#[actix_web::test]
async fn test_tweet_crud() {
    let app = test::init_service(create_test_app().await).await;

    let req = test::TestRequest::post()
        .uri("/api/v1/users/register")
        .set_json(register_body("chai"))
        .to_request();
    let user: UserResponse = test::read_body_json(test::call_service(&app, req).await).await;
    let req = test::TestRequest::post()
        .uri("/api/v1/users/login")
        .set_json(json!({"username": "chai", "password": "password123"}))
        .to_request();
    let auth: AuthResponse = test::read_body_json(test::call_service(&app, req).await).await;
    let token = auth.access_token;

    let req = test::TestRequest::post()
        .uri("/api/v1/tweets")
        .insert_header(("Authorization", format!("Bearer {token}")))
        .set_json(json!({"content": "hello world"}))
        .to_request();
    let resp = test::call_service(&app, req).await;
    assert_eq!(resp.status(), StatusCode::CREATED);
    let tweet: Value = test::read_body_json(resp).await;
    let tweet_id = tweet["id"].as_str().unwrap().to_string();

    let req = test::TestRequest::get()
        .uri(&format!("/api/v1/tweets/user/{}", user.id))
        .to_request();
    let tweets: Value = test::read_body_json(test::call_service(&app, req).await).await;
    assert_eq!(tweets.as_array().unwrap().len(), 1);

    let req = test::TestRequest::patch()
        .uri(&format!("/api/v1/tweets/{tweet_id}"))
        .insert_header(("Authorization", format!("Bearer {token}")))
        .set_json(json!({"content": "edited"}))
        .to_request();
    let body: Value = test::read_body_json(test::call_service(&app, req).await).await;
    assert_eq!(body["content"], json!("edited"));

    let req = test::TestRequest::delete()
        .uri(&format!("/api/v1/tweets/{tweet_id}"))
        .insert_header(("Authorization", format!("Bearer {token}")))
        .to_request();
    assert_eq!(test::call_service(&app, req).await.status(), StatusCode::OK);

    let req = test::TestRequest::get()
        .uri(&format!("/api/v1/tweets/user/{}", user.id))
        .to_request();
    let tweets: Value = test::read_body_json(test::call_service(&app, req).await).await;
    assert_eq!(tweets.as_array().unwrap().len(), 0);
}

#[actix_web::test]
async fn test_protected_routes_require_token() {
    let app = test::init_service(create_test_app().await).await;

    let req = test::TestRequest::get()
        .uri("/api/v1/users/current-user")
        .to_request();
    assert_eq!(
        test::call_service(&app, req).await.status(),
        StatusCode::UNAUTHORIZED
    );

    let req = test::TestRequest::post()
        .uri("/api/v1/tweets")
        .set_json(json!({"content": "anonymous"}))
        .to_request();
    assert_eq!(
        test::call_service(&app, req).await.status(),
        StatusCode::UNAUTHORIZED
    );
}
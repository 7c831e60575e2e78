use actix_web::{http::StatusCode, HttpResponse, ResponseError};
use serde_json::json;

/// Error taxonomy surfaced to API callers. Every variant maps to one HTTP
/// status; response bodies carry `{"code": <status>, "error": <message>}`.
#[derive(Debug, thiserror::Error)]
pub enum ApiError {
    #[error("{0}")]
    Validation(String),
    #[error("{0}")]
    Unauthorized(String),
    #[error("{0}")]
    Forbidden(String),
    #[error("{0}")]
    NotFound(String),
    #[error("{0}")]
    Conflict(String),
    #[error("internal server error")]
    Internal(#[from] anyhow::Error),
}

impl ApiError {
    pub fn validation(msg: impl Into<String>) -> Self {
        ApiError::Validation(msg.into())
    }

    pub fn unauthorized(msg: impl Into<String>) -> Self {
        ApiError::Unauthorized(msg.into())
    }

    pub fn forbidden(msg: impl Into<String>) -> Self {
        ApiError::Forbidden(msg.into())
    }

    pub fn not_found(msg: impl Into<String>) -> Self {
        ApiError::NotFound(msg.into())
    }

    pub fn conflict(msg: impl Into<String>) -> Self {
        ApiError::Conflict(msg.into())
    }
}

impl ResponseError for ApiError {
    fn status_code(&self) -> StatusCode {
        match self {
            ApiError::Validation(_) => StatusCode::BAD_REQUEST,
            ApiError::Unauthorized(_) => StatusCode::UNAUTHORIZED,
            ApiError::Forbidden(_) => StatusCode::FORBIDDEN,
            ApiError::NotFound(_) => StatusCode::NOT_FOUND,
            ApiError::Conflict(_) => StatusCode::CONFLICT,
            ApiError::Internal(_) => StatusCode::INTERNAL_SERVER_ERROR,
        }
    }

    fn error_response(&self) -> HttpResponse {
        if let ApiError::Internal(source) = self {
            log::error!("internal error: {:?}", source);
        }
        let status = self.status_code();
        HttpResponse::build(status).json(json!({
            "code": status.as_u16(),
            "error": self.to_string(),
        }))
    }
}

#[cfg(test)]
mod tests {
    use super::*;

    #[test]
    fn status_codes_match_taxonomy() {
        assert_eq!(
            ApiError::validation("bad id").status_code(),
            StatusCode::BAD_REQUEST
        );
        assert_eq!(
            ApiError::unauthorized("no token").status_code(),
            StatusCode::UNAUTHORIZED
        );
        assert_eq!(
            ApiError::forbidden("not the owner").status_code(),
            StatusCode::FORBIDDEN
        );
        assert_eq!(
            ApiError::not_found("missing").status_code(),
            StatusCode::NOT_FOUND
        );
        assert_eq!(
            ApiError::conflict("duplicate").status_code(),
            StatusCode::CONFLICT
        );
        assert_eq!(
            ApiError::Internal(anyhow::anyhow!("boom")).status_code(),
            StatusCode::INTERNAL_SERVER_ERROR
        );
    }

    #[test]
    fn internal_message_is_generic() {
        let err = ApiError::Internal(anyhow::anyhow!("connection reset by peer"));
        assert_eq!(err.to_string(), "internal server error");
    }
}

━━━━━━━━

Work instructions — Word for word, write out each entry shown above.

Your response —
#[actix_web::test]
async fn test_tweet_crud() {
    let app = test::init_service(create_test_app().await).await;

    let req = test::TestRequest::post()
        .uri("/api/v1/users/register")
        .set_json(register_body("chai"))
        .to_request();
    let user: UserResponse = test::read_body_json(test::call_service(&app, req).await).await;
    let req = test::TestRequest::post()
        .uri("/api/v1/users/login")
        .set_json(json!({"username": "chai", "password": "password123"}))
        .to_request();
    let auth: AuthResponse = test::read_body_json(test::call_service(&app, req).await).await;
    let token = auth.access_token;

    let req = test::TestRequest::post()
        .uri("/api/v1/tweets")
        .insert_header(("Authorization", format!("Bearer {token}")))
        .set_json(json!({"content": "hello world"}))
        .to_request();
    let resp = test::call_service(&app, req).await;
    assert_eq!(resp.status(), StatusCode::CREATED);
    let tweet: Value = test::read_body_json(resp).await;
    let tweet_id = tweet["id"].as_str().unwrap().to_string();

    let req = test::TestRequest::get()
        .uri(&format!("/api/v1/tweets/user/{}", user.id))
        .to_request();
    let tweets: Value = test::read_body_json(test::call_service(&app, req).await).await;
    assert_eq!(tweets.as_array().unwrap().len(), 1);

    let req = test::TestRequest::patch()
        .uri(&format!("/api/v1/tweets/{tweet_id}"))
        .insert_header(("Authorization", format!("Bearer {token}")))
        .set_json(json!({"content": "edited"}))
        .to_request();
    let body: Value = test::read_body_json(test::call_service(&app, req).await).await;
    assert_eq!(body["content"], json!("edited"));

    let req = test::TestRequest::delete()
        .uri(&format!("/api/v1/tweets/{tweet_id}"))
        .insert_header(("Authorization", format!("Bearer {token}")))
        .to_request();
    assert_eq!(test::call_service(&app, req).await.status(), StatusCode::OK);

    let req = test::TestRequest::get()
        .uri(&format!("/api/v1/tweets/user/{}", user.id))
        .to_request();
    let tweets: Value = test::read_body_json(test::call_service(&app, req).await).await;
    assert_eq!(tweets.as_array().unwrap().len(), 0);
}

#[actix_web::test]
async fn test_protected_routes_require_token() {
    let app = test::init_service(create_test_app().await).await;

    let req = test::TestRequest::get()
        .uri("/api/v1/users/current-user")
        .to_request();
    assert_eq!(
        test::call_service(&app, req).await.status(),
        StatusCode::UNAUTHORIZED
    );

    let req = test::TestRequest::post()
        .uri("/api/v1/tweets")
        .set_json(json!({"content": "anonymous"}))
        .to_request();
    assert_eq!(
        test::call_service(&app, req).await.status(),
        StatusCode::UNAUTHORIZED
    );
}
repository 7c831e60575e2e78
use actix_web::{http::StatusCode, HttpResponse, ResponseError};
use serde_json::json;

/// Error taxonomy surfaced to API callers. Every variant maps to one HTTP
/// status; response bodies carry `{"code": <status>, "error": <message>}`.
#[derive(Debug, thiserror::Error)]
pub enum ApiError {
    #[error("{0}")]
    Validation(String),
    #[error("{0}")]
    Unauthorized(String),
    #[error("{0}")]
    Forbidden(String),
    #[error("{0}")]
    NotFound(String),
    #[error("{0}")]
    Conflict(String),
    #[error("internal server error")]
    Internal(#[from] anyhow::Error),
}

impl ApiError {
    pub fn validation(msg: impl Into<String>) -> Self {
        ApiError::Validation(msg.into())
    }

    pub fn unauthorized(msg: impl Into<String>) -> Self {
        ApiError::Unauthorized(msg.into())
    }

    pub fn forbidden(msg: impl Into<String>) -> Self {
        ApiError::Forbidden(msg.into())
    }

    pub fn not_found(msg: impl Into<String>) -> Self {
        ApiError::NotFound(msg.into())
    }

    pub fn conflict(msg: impl Into<String>) -> Self {
        ApiError::Conflict(msg.into())
    }
}

impl ResponseError for ApiError {
    fn status_code(&self) -> StatusCode {
        match self {
            ApiError::Validation(_) => StatusCode::BAD_REQUEST,
            ApiError::Unauthorized(_) => StatusCode::UNAUTHORIZED,
            ApiError::Forbidden(_) => StatusCode::FORBIDDEN,
            ApiError::NotFound(_) => StatusCode::NOT_FOUND,
            ApiError::Conflict(_) => StatusCode::CONFLICT,
            ApiError::Internal(_) => StatusCode::INTERNAL_SERVER_ERROR,
        }
    }

    fn error_response(&self) -> HttpResponse {
        if let ApiError::Internal(source) = self {
            log::error!("internal error: {:?}", source);
        }
        let status = self.status_code();
        HttpResponse::build(status).json(json!({
            "code": status.as_u16(),
            "error": self.to_string(),
        }))
    }
}

#[cfg(test)]
mod tests {
    use super::*;

    #[test]
    fn status_codes_match_taxonomy() {
        assert_eq!(
            ApiError::validation("bad id").status_code(),
            StatusCode::BAD_REQUEST
        );
        assert_eq!(
            ApiError::unauthorized("no token").status_code(),
            StatusCode::UNAUTHORIZED
        );
        assert_eq!(
            ApiError::forbidden("not the owner").status_code(),
            StatusCode::FORBIDDEN
        );
        assert_eq!(
            ApiError::not_found("missing").status_code(),
            StatusCode::NOT_FOUND
        );
        assert_eq!(
            ApiError::conflict("duplicate").status_code(),
            StatusCode::CONFLICT
        );
        assert_eq!(
            ApiError::Internal(anyhow::anyhow!("boom")).status_code(),
            StatusCode::INTERNAL_SERVER_ERROR
        );
    }

    #[test]
    fn internal_message_is_generic() {
        let err = ApiError::Internal(anyhow::anyhow!("connection reset by peer"));
        assert_eq!(err.to_string(), "internal server error");
    }
}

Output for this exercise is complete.